Further Defects in Counterregulatory Responses Induced by Recurrent Hypoglycemia in IDDM

Abstract

We evaluated the effect of previous experimental hypoglycemia on counterregulatory responses to hypoglycemia in 13 IDDM patients. These patients had defects in counterregulatory responses to hypoglycemia compared with 7 nondiabetic control subjects. Plasma EPI and glucagon responses to hypoglycemia in IDDM patients were ∼60% of levels in nondiabetic subjects (P < 0.02 and P < 0.001, respectively). Hepatic glucose output ([3-3H]glucose) was reduced by ∼60% of normal (P < 0.005), and the glucose infusion rate required to maintain plasma glucose was correspondingly greater in people with IDDM (P < 0.001). With a modified glucose clamp (plasma insulin ∼330 pM), the diabetic subjects underwent two sequential 120-min periods of hypoglycemia (∼3.0 mM) with an intervening 60-min euglycemic recovery period. In the IDDM patients, there were 30–50% decreases in plasma GH (P < 0.005) and cortisol (P < 0.001) responses during the second hypoglycemic period compared with the first. In addition, glucose output, already defective compared with that in nondiabetic subjects, was further reduced by 33% (P = 0.03) during the second period of experimental hypoglycemia. There was no effect of repeated hypoglycemia on the responses of plasma glucagon, EPI, or NE, though plasma EPI was correlated directly with glucose output (P < 0.001) and inversely with glucose uptake (P < 0.05).

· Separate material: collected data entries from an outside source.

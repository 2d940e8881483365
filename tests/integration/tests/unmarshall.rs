//! Unmarshalling integration tests.
//!
//! Drives hostile and well-formed messages through the public parser.

use sso_integration_tests::{init_tracing, messages};
use sso_saml::{
    detect_mode, unmarshall, CanonicalizationMode, LoaderOptions, MessageParser, SamlError,
    ValidationError, XmlLoader,
};

/// Tests that a plain successful response is unmarshalled with its assertion.
#[test]
fn test_unmarshall_valid_response() -> anyhow::Result<()> {
    init_tracing();

    let xml = messages::response("_resp1", &messages::assertion("_a1", "alice@example.com"));
    let unmarshalled = unmarshall(&xml)?;
    let message = unmarshalled.message();

    assert_eq!(message.kind(), "Response");
    assert_eq!(message.id(), Some("_resp1"));
    assert_eq!(message.issuer(), Some("https://idp.example.com"));

    let response = message.as_response().expect("root should be a Response");
    assert!(response.is_success());
    assert_eq!(response.assertions.len(), 1);

    let assertion = message.assertion().expect("response should carry an assertion");
    assert_eq!(assertion.subject_name_id(), Some("alice@example.com"));
    assert!(assertion.is_audience_allowed("https://sp.example.com"));
    Ok(())
}

/// Tests that a bare assertion root is accepted.
#[test]
fn test_unmarshall_bare_assertion() -> anyhow::Result<()> {
    init_tracing();

    let message = unmarshall(&messages::assertion("_a2", "bob@example.com"))?.into_message();
    assert!(message.is_assertion());
    assert_eq!(message.id(), Some("_a2"));
    Ok(())
}

/// Tests that leading whitespace before the XML declaration is tolerated.
#[test]
fn test_unmarshall_trims_input() -> anyhow::Result<()> {
    init_tracing();

    let xml = format!(
        "\n  <?xml version=\"1.0\" encoding=\"UTF-8\"?>{}\n",
        messages::assertion("_a3", "carol@example.com")
    );
    assert_eq!(unmarshall(&xml)?.message().id(), Some("_a3"));
    Ok(())
}

/// Tests that internal entity declarations are refused.
#[test]
fn test_rejects_entity_expansion() {
    init_tracing();

    let xml = r#"<?xml version="1.0"?>
<!DOCTYPE r [<!ENTITY lol "lol"><!ENTITY lol2 "&lol;&lol;&lol;&lol;">]>
<samlp:Response xmlns:samlp="urn:oasis:names:tc:SAML:2.0:protocol" ID="&lol2;" Version="2.0" IssueInstant="2024-05-01T12:00:00Z"/>"#;

    let err = unmarshall(xml).expect_err("DTD must be refused");
    assert!(err.is_parse_error(), "expected parse error, got {err:?}");
}

/// Tests that external entities never reach the file system.
#[test]
fn test_rejects_external_entity() {
    init_tracing();

    let xml = r#"<?xml version="1.0"?>
<!DOCTYPE r [<!ENTITY xxe SYSTEM "file:///etc/passwd">]>
<saml:Assertion xmlns:saml="urn:oasis:names:tc:SAML:2.0:assertion" ID="_a" Version="2.0" IssueInstant="2024-05-01T12:00:00Z">
  <saml:Issuer>&xxe;</saml:Issuer>
</saml:Assertion>"#;

    let err = unmarshall(xml).expect_err("external entity must be refused");
    assert!(matches!(err, SamlError::XmlParse(_)), "got {err:?}");
}

/// Tests that malformed and empty input surface as parse errors.
#[test]
fn test_rejects_malformed_input() {
    init_tracing();

    for xml in ["", "   ", "<samlp:Response", "not xml at all"] {
        let err = unmarshall(xml).expect_err("malformed input must fail");
        assert!(err.is_parse_error(), "{xml:?} gave {err:?}");
    }
}

/// Tests that an unknown root element is a validation error.
#[test]
fn test_rejects_unknown_root() {
    init_tracing();

    let err = unmarshall(r#"<foo:Bar xmlns:foo="urn:example"/>"#).expect_err("unknown root");
    assert!(err.is_validation_error());
    assert!(!err.is_suspected_attack());
}

/// Tests that two assertions in one response are rejected as wrapping.
#[test]
fn test_rejects_duplicate_assertions() {
    init_tracing();

    let body = format!(
        "{}\n{}",
        messages::assertion("_a1", "alice@example.com"),
        messages::assertion("_evil", "admin@example.com")
    );
    let err = unmarshall(&messages::response("_resp", &body)).expect_err("wrapping");

    assert!(err.is_suspected_attack());
    assert!(matches!(
        err,
        SamlError::Validation(ValidationError::DuplicateAssertion { count: 2 })
    ));
}

/// Tests that an assertion hidden in extensions still counts.
#[test]
fn test_rejects_assertion_smuggled_in_extensions() {
    init_tracing();

    let body = format!(
        "<samlp:Extensions>{}</samlp:Extensions>\n{}",
        messages::assertion("_evil", "admin@example.com"),
        messages::signed_assertion("_a1", "alice@example.com", messages::EXCLUSIVE)
    );
    let err = unmarshall(&messages::response("_resp", &body)).expect_err("wrapping");
    assert!(matches!(
        err,
        SamlError::Validation(ValidationError::DuplicateAssertion { count: 2 })
    ));
}

/// Tests that a response embedded in a response is rejected.
#[test]
fn test_rejects_embedded_response() {
    init_tracing();

    let inner = messages::response("_inner", &messages::assertion("_a1", "alice@example.com"));
    let outer = messages::response("_outer", &format!("<samlp:Extensions>{inner}</samlp:Extensions>"));

    let err = unmarshall(&outer).expect_err("embedded response");
    assert!(matches!(
        err,
        SamlError::Validation(ValidationError::DuplicateResponse { count: 1 })
    ));
}

/// Tests that an assertion nested inside an assertion root is rejected.
#[test]
fn test_rejects_nested_assertion() {
    init_tracing();

    let nested = messages::assertion("_evil", "admin@example.com");
    let outer = messages::assertion("_a1", "alice@example.com").replace(
        "<saml:Issuer>https://idp.example.com</saml:Issuer>",
        &format!("<saml:Issuer>https://idp.example.com</saml:Issuer><saml:Advice>{nested}</saml:Advice>"),
    );

    let err = unmarshall(&outer).expect_err("nested assertion");
    assert!(err.is_suspected_attack());
    assert!(matches!(
        err,
        SamlError::Validation(ValidationError::NestedAssertion { count: 1 })
    ));
}

/// Tests that look-alike elements from other namespaces are ignored.
#[test]
fn test_ignores_foreign_namespace_lookalikes() -> anyhow::Result<()> {
    init_tracing();

    let body = format!(
        r#"<samlp:Extensions><x:Assertion xmlns:x="urn:example:ext"/><x:Response xmlns:x="urn:example:ext"/></samlp:Extensions>
{}"#,
        messages::assertion("_a1", "alice@example.com")
    );
    let message = unmarshall(&messages::response("_resp", &body))?.into_message();
    assert_eq!(message.assertion().and_then(|a| a.id.as_deref()), Some("_a1"));
    Ok(())
}

/// Tests that a signature over comments switches the parser to keep them.
#[test]
fn test_with_comments_signature_keeps_comments() -> anyhow::Result<()> {
    init_tracing();

    let assertion = messages::signed_assertion(
        "_signed",
        "user@example.com<!---->.evil.com",
        messages::WITH_COMMENTS,
    );
    let xml = messages::response("_resp", &assertion);

    let loader = XmlLoader::new();
    let stripped = loader.parse(&xml, false)?;
    assert_eq!(detect_mode(&stripped), CanonicalizationMode::WithComments);
    assert!(!stripped.elements().any(|e| e.has_comments()));

    let preserved = loader.parse(&xml, true)?;
    assert!(preserved.comments_preserved());
    assert!(preserved.elements_by_local_name("NameID").any(|e| e.has_comments()));

    let unmarshalled = unmarshall(&xml)?;
    assert_eq!(unmarshalled.canonicalization(), CanonicalizationMode::WithComments);
    assert!(unmarshalled.document().comments_preserved());
    assert!(unmarshalled
        .document()
        .elements_by_local_name("NameID")
        .any(|e| e.has_comments()));

    let assertion = unmarshalled.message().assertion().expect("assertion");
    assert!(assertion.signed);
    assert_eq!(assertion.subject_name_id(), Some("user@example.com.evil.com"));
    Ok(())
}

/// Tests that an exclusive transform leaves the default mode in place.
#[test]
fn test_exclusive_signature_uses_default_mode() -> anyhow::Result<()> {
    init_tracing();

    let xml = messages::response(
        "_resp",
        &messages::signed_assertion("_signed", "alice@example.com", messages::EXCLUSIVE),
    );
    let doc = XmlLoader::new().parse(&xml, false)?;
    assert_eq!(detect_mode(&doc), CanonicalizationMode::Exclusive);

    let unmarshalled = unmarshall(&xml)?;
    assert_eq!(unmarshalled.canonicalization(), CanonicalizationMode::Exclusive);
    assert!(!unmarshalled.document().comments_preserved());
    assert_eq!(unmarshalled.document(), &doc);
    Ok(())
}

/// Tests that a response without header attributes or status is unmarshalled.
#[test]
fn test_unmarshall_minimal_response() -> anyhow::Result<()> {
    init_tracing();

    let xml = r#"<samlp:Response xmlns:samlp="urn:oasis:names:tc:SAML:2.0:protocol"/>"#;
    let message = unmarshall(xml)?.into_message();
    let response = message.as_response().expect("root should be a Response");
    assert_eq!(response.id, None);
    assert_eq!(response.issue_instant, None);
    assert_eq!(response.status, None);
    assert!(!response.is_success());
    Ok(())
}

/// Tests that an empty assertion inside a response is unmarshalled.
#[test]
fn test_unmarshall_minimal_assertion_child() -> anyhow::Result<()> {
    init_tracing();

    let xml = r#"<samlp:Response xmlns:samlp="urn:oasis:names:tc:SAML:2.0:protocol" xmlns:saml="urn:oasis:names:tc:SAML:2.0:assertion"><saml:Assertion/></samlp:Response>"#;
    let message = unmarshall(xml)?.into_message();
    let assertion = message.assertion().expect("response should carry an assertion");
    assert_eq!(assertion.id, None);
    assert_eq!(assertion.issuer, None);
    assert_eq!(message.id(), None);
    Ok(())
}

/// Tests that a timestamp which is present but unreadable is still rejected.
#[test]
fn test_rejects_unreadable_timestamp() {
    init_tracing();

    let xml = r#"<samlp:Response xmlns:samlp="urn:oasis:names:tc:SAML:2.0:protocol" IssueInstant="yesterday"/>"#;
    let err = unmarshall(xml).expect_err("timestamp must parse");
    assert!(matches!(
        err,
        SamlError::Validation(ValidationError::Unmarshalling(_))
    ));
}

/// Tests that loader limits from the parser options are enforced.
#[test]
fn test_parser_enforces_size_limit() {
    init_tracing();

    let parser = MessageParser::with_options(LoaderOptions {
        max_message_bytes: 256,
        ..LoaderOptions::default()
    });
    let xml = messages::response("_resp", &messages::assertion("_a1", "alice@example.com"));

    let err = parser.unmarshall(&xml).expect_err("message exceeds limit");
    assert!(err.is_parse_error());
}
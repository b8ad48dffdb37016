//! Retry policies for plain reads

/// How many times a read is attempted and how long to wait in between
pub trait RetryPolicy {
    /// Total attempts, including the first (at least 1)
    fn attempts(&self) -> u8;

    /// Delay before attempt `attempt + 1`, given the 1-based failed attempt
    fn backoff_ms(&self, attempt: u8) -> u32;
}

/// Fixed number of attempts with a fixed delay between them
#[derive(Debug, Clone, Copy, PartialEq, Eq)]
#[cfg_attr(feature = "defmt", derive(defmt::Format))]
pub struct FixedRetry {
    pub attempts: u8,
    pub delay_ms: u32,
}

impl FixedRetry {
    /// Three attempts, 10 ms apart
    pub const PMBUS_DEFAULT: Self = Self {
        attempts: 3,
        delay_ms: 10,
    };

    pub const fn new(attempts: u8, delay_ms: u32) -> Self {
        Self { attempts, delay_ms }
    }
}

impl Default for FixedRetry {
    fn default() -> Self {
        Self::PMBUS_DEFAULT
    }
}

impl RetryPolicy for FixedRetry {
    fn attempts(&self) -> u8 {
        self.attempts.max(1)
    }

    fn backoff_ms(&self, _attempt: u8) -> u32 {
        self.delay_ms
    }
}

/// Single attempt
#[derive(Debug, Clone, Copy, Default, PartialEq, Eq)]
#[cfg_attr(feature = "defmt", derive(defmt::Format))]
pub struct NoRetry;

impl RetryPolicy for NoRetry {
    fn attempts(&self) -> u8 {
        1
    }

    fn backoff_ms(&self, _attempt: u8) -> u32 {
        0
    }
}
//! Embassy async tasks

pub mod console;

pub use console::console_task;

There was no correlation between the rise in glucose output during hypoglycemia and antecedent glycemic control as measured by HbA1. We conclude that in IDDM patients with preexisting defects in counterregulatory responses to hypoglycemia, recurrent, mild hypoglycemia is associated with additional reductions in pituitary-adrenocortical hormonal secretion and further impairment of hepatic glucose production.